What to do —
Beginning at the top of the data below, write out every line exactly until you reach the line with "twice is stable.", and include that line.

[Collected data entries]
━━━━━━━━━━━━━━━━━━━━━━━━━━━━━━

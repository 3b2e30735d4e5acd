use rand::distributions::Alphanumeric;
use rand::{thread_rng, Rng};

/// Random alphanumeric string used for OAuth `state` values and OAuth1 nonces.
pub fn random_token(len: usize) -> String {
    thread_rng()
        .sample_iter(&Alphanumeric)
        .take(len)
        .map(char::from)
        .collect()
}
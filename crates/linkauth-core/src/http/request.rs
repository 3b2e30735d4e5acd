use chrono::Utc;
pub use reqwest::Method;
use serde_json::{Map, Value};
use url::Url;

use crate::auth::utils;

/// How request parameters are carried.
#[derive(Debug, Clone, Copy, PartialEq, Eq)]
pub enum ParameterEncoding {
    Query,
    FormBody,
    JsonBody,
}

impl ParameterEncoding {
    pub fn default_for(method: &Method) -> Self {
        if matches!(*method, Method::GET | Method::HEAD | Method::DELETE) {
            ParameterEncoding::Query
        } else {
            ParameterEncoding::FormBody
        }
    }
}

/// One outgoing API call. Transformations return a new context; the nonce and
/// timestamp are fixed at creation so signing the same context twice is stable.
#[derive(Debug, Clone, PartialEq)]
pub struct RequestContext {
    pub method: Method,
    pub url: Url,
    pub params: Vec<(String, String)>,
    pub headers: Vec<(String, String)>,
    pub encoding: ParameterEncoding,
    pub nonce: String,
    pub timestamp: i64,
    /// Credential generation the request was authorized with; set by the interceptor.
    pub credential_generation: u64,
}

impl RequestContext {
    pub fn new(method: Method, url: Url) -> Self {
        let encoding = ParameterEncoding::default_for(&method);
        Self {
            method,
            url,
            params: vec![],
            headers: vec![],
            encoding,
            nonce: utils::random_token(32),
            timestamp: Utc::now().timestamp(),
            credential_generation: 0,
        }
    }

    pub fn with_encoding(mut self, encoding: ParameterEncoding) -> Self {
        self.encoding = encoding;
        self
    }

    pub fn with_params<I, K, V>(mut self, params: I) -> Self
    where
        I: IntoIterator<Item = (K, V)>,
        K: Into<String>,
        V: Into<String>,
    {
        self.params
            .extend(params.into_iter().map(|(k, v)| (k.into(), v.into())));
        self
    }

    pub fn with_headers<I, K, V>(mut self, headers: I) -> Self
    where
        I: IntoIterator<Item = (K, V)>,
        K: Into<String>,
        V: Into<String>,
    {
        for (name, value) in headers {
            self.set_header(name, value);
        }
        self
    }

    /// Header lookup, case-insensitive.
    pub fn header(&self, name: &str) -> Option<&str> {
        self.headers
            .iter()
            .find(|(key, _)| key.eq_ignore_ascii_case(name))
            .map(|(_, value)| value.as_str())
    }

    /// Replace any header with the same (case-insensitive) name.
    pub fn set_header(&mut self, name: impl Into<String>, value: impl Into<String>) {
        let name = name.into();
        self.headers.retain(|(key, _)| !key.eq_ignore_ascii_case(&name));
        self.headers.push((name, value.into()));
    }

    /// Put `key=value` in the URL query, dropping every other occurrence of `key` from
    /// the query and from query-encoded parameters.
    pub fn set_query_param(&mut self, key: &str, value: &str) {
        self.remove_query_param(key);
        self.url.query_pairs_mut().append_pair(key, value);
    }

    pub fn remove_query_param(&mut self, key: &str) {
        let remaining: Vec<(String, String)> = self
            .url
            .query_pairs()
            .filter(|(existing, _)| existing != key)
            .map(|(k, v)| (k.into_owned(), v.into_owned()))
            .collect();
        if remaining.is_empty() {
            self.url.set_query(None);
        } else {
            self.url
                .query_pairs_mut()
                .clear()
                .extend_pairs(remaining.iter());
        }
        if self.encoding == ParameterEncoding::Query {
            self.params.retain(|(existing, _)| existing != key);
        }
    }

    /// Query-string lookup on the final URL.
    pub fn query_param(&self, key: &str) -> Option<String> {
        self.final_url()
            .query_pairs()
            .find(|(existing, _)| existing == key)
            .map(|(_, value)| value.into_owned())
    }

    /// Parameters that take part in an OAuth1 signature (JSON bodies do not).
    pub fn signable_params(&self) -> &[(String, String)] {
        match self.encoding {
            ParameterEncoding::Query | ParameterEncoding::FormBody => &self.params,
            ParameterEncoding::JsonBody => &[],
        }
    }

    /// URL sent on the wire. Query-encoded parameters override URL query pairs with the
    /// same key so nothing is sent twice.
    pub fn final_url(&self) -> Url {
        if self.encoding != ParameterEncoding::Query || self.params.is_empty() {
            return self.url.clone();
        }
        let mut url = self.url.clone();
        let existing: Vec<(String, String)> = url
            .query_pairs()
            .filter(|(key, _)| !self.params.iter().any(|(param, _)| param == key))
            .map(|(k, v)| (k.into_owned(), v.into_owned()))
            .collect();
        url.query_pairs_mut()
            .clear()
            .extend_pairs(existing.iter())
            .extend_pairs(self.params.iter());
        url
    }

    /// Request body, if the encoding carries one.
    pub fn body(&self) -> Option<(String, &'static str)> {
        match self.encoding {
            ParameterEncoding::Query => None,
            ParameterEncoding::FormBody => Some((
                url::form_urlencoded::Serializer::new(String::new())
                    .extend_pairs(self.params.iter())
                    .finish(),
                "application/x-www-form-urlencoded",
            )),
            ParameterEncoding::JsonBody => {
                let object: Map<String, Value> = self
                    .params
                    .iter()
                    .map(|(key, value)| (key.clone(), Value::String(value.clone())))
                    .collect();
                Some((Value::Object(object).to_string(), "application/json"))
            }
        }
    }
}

━━━━━━━━━━━━━━━━━━━━━━━━━━━━━━

Reply to the task —
repository 3b2e30735d4e5acd
use rand::distributions::Alphanumeric;
use rand::{thread_rng, Rng};

/// Random alphanumeric string used for OAuth `state` values and OAuth1 nonces.
pub fn random_token(len: usize) -> String {
    thread_rng()
        .sample_iter(&Alphanumeric)
        .take(len)
        .map(char::from)
        .collect()
}
filename crates/linkauth-core/src/http/request.rs
repository 3b2e30735d4e5acd
use chrono::Utc;
pub use reqwest::Method;
use serde_json::{Map, Value};
use url::Url;

use crate::auth::utils;

/// How request parameters are carried.
#[derive(Debug, Clone, Copy, PartialEq, Eq)]
pub enum ParameterEncoding {
    Query,
    FormBody,
    JsonBody,
}

impl ParameterEncoding {
    pub fn default_for(method: &Method) -> Self {
        if matches!(*method, Method::GET | Method::HEAD | Method::DELETE) {
            ParameterEncoding::Query
        } else {
            ParameterEncoding::FormBody
        }
    }
}

/// One outgoing API call. Transformations return a new context; the nonce and
/// timestamp are fixed at creation so signing the same context twice is stable.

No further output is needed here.